Considering the incubation period of COVID-19, a 14 day isolation period was established as recommended by the Chinese Clinical guideline for COVID-19 diagnosis and treatment (7th edition).18 However, those with asymptomatic infection may still carry the virus. Wan et al.19 discovered two asymptomatic infections among 78 laboratory-confirmed patients, one of whom remained RT-PCR positive on the 15th day. Thus, SARS-CoV-2 nucleic acid detection testing was required in order to minimize the possibility of infection.

During hospitalization, the use of personal protection equipment served as the most important prevention measure. Wearing masks was strongly emphasized so as to control respiratory infections within the hospital for both patients and health care workers, which was found to reduce the infection rate by 87%.20 When wearing a mask, the metal wire should be placed on the bridge of the nose and moulded until it completely seals the contour of the bridge of the nose. Patients should avoid touching the outer surface of the mask when removing the mask after use, employing hand hygiene afterward, which is essential during hospitalization. A meta-analysis of 30 studies21 suggested that the use of nonantibacterial soap alongside hand hygiene educational interventions was efficacious in preventing gastrointestinal and respiratory illnesses.

Clinical outcome of catheter ablation during coronavirus disease 2019

The success rate of catheter ablation in the present study was 95.9%, with AF being 94.6%, VT and VPC being 98.0%, and others being 100%, which are similar to those of previous studies.22-24 Catheter ablation is known to reduce symptoms and improve quality of life.25 In the present study, symptoms evaluated by the EHRA score were reduced from three to one in AF patients, indicating that catheter ablation during the COVID-19 epidemic was effective. In addition, the low complication and infection rate illustrated the safety of catheter ablation.

The infection rate of COVID-19 was 0% at our centre, although fever remained during hospitalization following catheter ablation in certain cases. Fever has a better sensitivity to specificity for COVID-19. A previous study26 reported that 30 of 370 patients (8%) developed fever within 24 h following AF ablation. Such causes of fever include atelectasis, pneumonitis, pericarditis, haematoma at the access site, venous thromboembolism, thrombophlebitis, and, rarely, oesophageal injury. However, the possibility of COVID-19 infection seems less likely in these patients as strict screening was carried out prior to admission. Furthermore, three patients having fever after ablation were confirmed to be SARS-CoV-2 negative; hence, fever may be a stress response of ablation.

Limitations

Various limitations exist in the present study.

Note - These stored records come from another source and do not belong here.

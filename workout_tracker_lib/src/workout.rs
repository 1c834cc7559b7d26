use std::{fmt, str::FromStr};

use chrono::{DateTime, Datelike, TimeZone, Utc};
use serde::{Deserialize, Serialize};
use thiserror::Error;

use crate::{coordinates::Coordinates, workout_id::WorkoutId};

// Indexed by zero based month
pub const MONTHS: [&str; 12] = [
    "January", "February", "March", "April", "May", "June",
    "July", "August", "September", "October", "November", "December",
];

#[derive(Debug, Clone, Copy, PartialEq, Eq, Hash, Serialize, Deserialize)]
#[serde(rename_all = "lowercase")]
pub enum WorkoutKind {
    Running,
    Cycling,
}

impl WorkoutKind {
    pub const ALL: [WorkoutKind; 2] = [WorkoutKind::Running, WorkoutKind::Cycling];

    /// Tag used in storage, the form select and css class names.
    pub fn as_str(&self) -> &'static str {
        match self {
            WorkoutKind::Running => "running",
            WorkoutKind::Cycling => "cycling",
        }
    }

    pub fn label(&self) -> &'static str {
        match self {
            WorkoutKind::Running => "Running",
            WorkoutKind::Cycling => "Cycling",
        }
    }

    pub fn icon(&self) -> &'static str {
        match self {
            WorkoutKind::Running => "🏃‍♂️",
            WorkoutKind::Cycling => "🚴‍♀️",
        }
    }
}

impl fmt::Display for WorkoutKind {
    fn fmt(&self, f: &mut fmt::Formatter<'_>) -> fmt::Result {
        f.write_str(self.as_str())
    }
}

#[derive(Debug, Clone, PartialEq, Eq, Error)]
#[error("unknown workout kind '{0}'")]
pub struct UnknownKind(pub String);

impl FromStr for WorkoutKind {
    type Err = UnknownKind;

    fn from_str(s: &str) -> Result<Self, Self::Err> {
        match s.trim() {
            "running" => Ok(WorkoutKind::Running),
            "cycling" => Ok(WorkoutKind::Cycling),
            other => Err(UnknownKind(other.to_owned())),
        }
    }
}

/// "Running on April 14", on the calendar of `created_at`'s time zone.
pub fn describe<Tz: TimeZone>(kind: WorkoutKind, created_at: &DateTime<Tz>) -> String {
    format!("{} on {} {}", kind.label(), MONTHS[created_at.month0() as usize], created_at.day())
}

/// The variant specific part of a new workout, as entered by the user.
#[derive(Debug, Clone, Copy, PartialEq)]
pub enum ActivityInput {
    Running { cadence_spm: f64 },
    Cycling { elevation_gain_m: f64 },
}

impl ActivityInput {
    pub fn kind(&self) -> WorkoutKind {
        match self {
            ActivityInput::Running { .. } => WorkoutKind::Running,
            ActivityInput::Cycling { .. } => WorkoutKind::Cycling,
        }
    }
}

/// A frozen derived metric together with its display unit.
#[derive(Debug, Clone, Copy, PartialEq)]
pub struct Metric {
    pub value: f64,
    pub unit: &'static str,
}

/// Fields shared by both variants.
#[derive(Debug, Clone, PartialEq)]
pub struct WorkoutCommon {
    id: WorkoutId,
    created_at: DateTime<Utc>,
    coordinates: Coordinates,
    distance_km: f64,
    duration_min: f64,
    description: String,
    interaction_count: u32,
}

impl WorkoutCommon {
    fn new<Tz: TimeZone>(kind: WorkoutKind, id: WorkoutId, created_at: DateTime<Tz>, coordinates: Coordinates, distance_km: f64, duration_min: f64) -> Self {
        Self {
            id,
            description: describe(kind, &created_at),
            created_at: created_at.with_timezone(&Utc),
            coordinates,
            distance_km,
            duration_min,
            interaction_count: 0,
        }
    }

    /// Rebuilds the shared fields from stored values. The description is taken as stored, not re-derived.
    pub fn restore(
        id: WorkoutId,
        created_at: DateTime<Utc>,
        coordinates: Coordinates,
        distance_km: f64,
        duration_min: f64,
        description: String,
        interaction_count: u32,
    ) -> Self {
        Self {
            id,
            created_at,
            coordinates,
            distance_km,
            duration_min,
            description,
            interaction_count,
        }
    }
}

#[derive(Debug, Clone, PartialEq)]
pub struct Running {
    common: WorkoutCommon,
    cadence_spm: f64,
    pace_min_per_km: f64,
}

impl Running {
    pub fn new<Tz: TimeZone>(id: WorkoutId, created_at: DateTime<Tz>, coordinates: Coordinates, distance_km: f64, duration_min: f64, cadence_spm: f64) -> Self {
        Self {
            common: WorkoutCommon::new(WorkoutKind::Running, id, created_at, coordinates, distance_km, duration_min),
            cadence_spm,
            pace_min_per_km: duration_min / distance_km,
        }
    }

    pub fn restore(common: WorkoutCommon, cadence_spm: f64, pace_min_per_km: f64) -> Self {
        Self {
            common,
            cadence_spm,
            pace_min_per_km,
        }
    }

    pub fn cadence_spm(&self) -> f64 {
        self.cadence_spm
    }

    pub fn pace_min_per_km(&self) -> f64 {
        self.pace_min_per_km
    }
}

#[derive(Debug, Clone, PartialEq)]
pub struct Cycling {
    common: WorkoutCommon,
    elevation_gain_m: f64,
    speed_km_per_h: f64,
}

impl Cycling {
    pub fn new<Tz: TimeZone>(id: WorkoutId, created_at: DateTime<Tz>, coordinates: Coordinates, distance_km: f64, duration_min: f64, elevation_gain_m: f64) -> Self {
        Self {
            common: WorkoutCommon::new(WorkoutKind::Cycling, id, created_at, coordinates, distance_km, duration_min),
            elevation_gain_m,
            speed_km_per_h: distance_km / (duration_min / 60.),
        }
    }

    pub fn restore(common: WorkoutCommon, elevation_gain_m: f64, speed_km_per_h: f64) -> Self {
        Self {
            common,
            elevation_gain_m,
            speed_km_per_h,
        }
    }

    pub fn elevation_gain_m(&self) -> f64 {
        self.elevation_gain_m
    }

    pub fn speed_km_per_h(&self) -> f64 {
        self.speed_km_per_h
    }
}

#[derive(Debug, Clone, PartialEq)]
pub enum Workout {
    Running(Running),
    Cycling(Cycling),
}

impl Workout {
    /// Builds the variant matching `input`. Never fails, inputs are validated by the store beforehand.
    /// The description follows the calendar of `created_at`, the stored timestamp is UTC.
    pub fn new<Tz: TimeZone>(id: WorkoutId, created_at: DateTime<Tz>, coordinates: Coordinates, distance_km: f64, duration_min: f64, input: ActivityInput) -> Self {
        match input {
            ActivityInput::Running { cadence_spm } => {
                Workout::Running(Running::new(id, created_at, coordinates, distance_km, duration_min, cadence_spm))
            }
            ActivityInput::Cycling { elevation_gain_m } => {
                Workout::Cycling(Cycling::new(id, created_at, coordinates, distance_km, duration_min, elevation_gain_m))
            }
        }
    }

    fn common(&self) -> &WorkoutCommon {
        match self {
            Workout::Running(running) => &running.common,
            Workout::Cycling(cycling) => &cycling.common,
        }
    }

    fn common_mut(&mut self) -> &mut WorkoutCommon {
        match self {
            Workout::Running(running) => &mut running.common,
            Workout::Cycling(cycling) => &mut cycling.common,
        }
    }

    pub fn kind(&self) -> WorkoutKind {
        match self {
            Workout::Running(_) => WorkoutKind::Running,
            Workout::Cycling(_) => WorkoutKind::Cycling,
        }
    }

    pub fn id(&self) -> &WorkoutId {
        &self.common().id
    }

    pub fn created_at(&self) -> DateTime<Utc> {
        self.common().created_at
    }

    pub fn coordinates(&self) -> Coordinates {
        self.common().coordinates
    }

    pub fn distance_km(&self) -> f64 {
        self.common().distance_km
    }

    pub fn duration_min(&self) -> f64 {
        self.common().duration_min
    }

    pub fn description(&self) -> &str {
        &self.common().description
    }

    pub fn interaction_count(&self) -> u32 {
        self.common().interaction_count
    }

    /// The frozen pace (running) or speed (cycling).
    pub fn metric(&self) -> Metric {
        match self {
            Workout::Running(running) => Metric {
                value: running.pace_min_per_km,
                unit: "min/km",
            },
            Workout::Cycling(cycling) => Metric {
                value: cycling.speed_km_per_h,
                unit: "km/h",
            },
        }
    }

    /// Returns the new count.
    pub fn record_interaction(&mut self) -> u32 {
        let common = self.common_mut();
        common.interaction_count = common.interaction_count.saturating_add(1);
        common.interaction_count
    }
}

First, the data were taken from a single institution, and the retrospective study design did not have the effect of prospective design owing to possible bias. Although the results might be typical and applicable in some areas like Shanghai, studies analysing larger patient populations require further analysis. Second, the epidemic is constantly evolving and changing. Once the infection population greatly increases, the impact of COVID-19 would be more serious than arrhythmia, making the present workflow inapplicable. Finally, data from longer follow-up periods and larger populations are necessary to further support this study.

Conclusions

The high severity of the COVID-19 pandemic has caused increased risk of infection for both patients and health care workers. By adopting strict risk assessment and careful infection prevention, however, catheter ablation in patients with arrhythmia can be safely and effectively performed in well-controlled areas during the COVID-19 epidemic. The proposed management may also be useful for cardiac electrophysiology doctors in response to the COVID-19 outbreak.

Conflict of Interest

None declared.

Funding

This work was supported by the National Natural Science Foundation of China (Grant Numbers 81400246 and 81770324) and Program of Shanghai Academic Research Leader.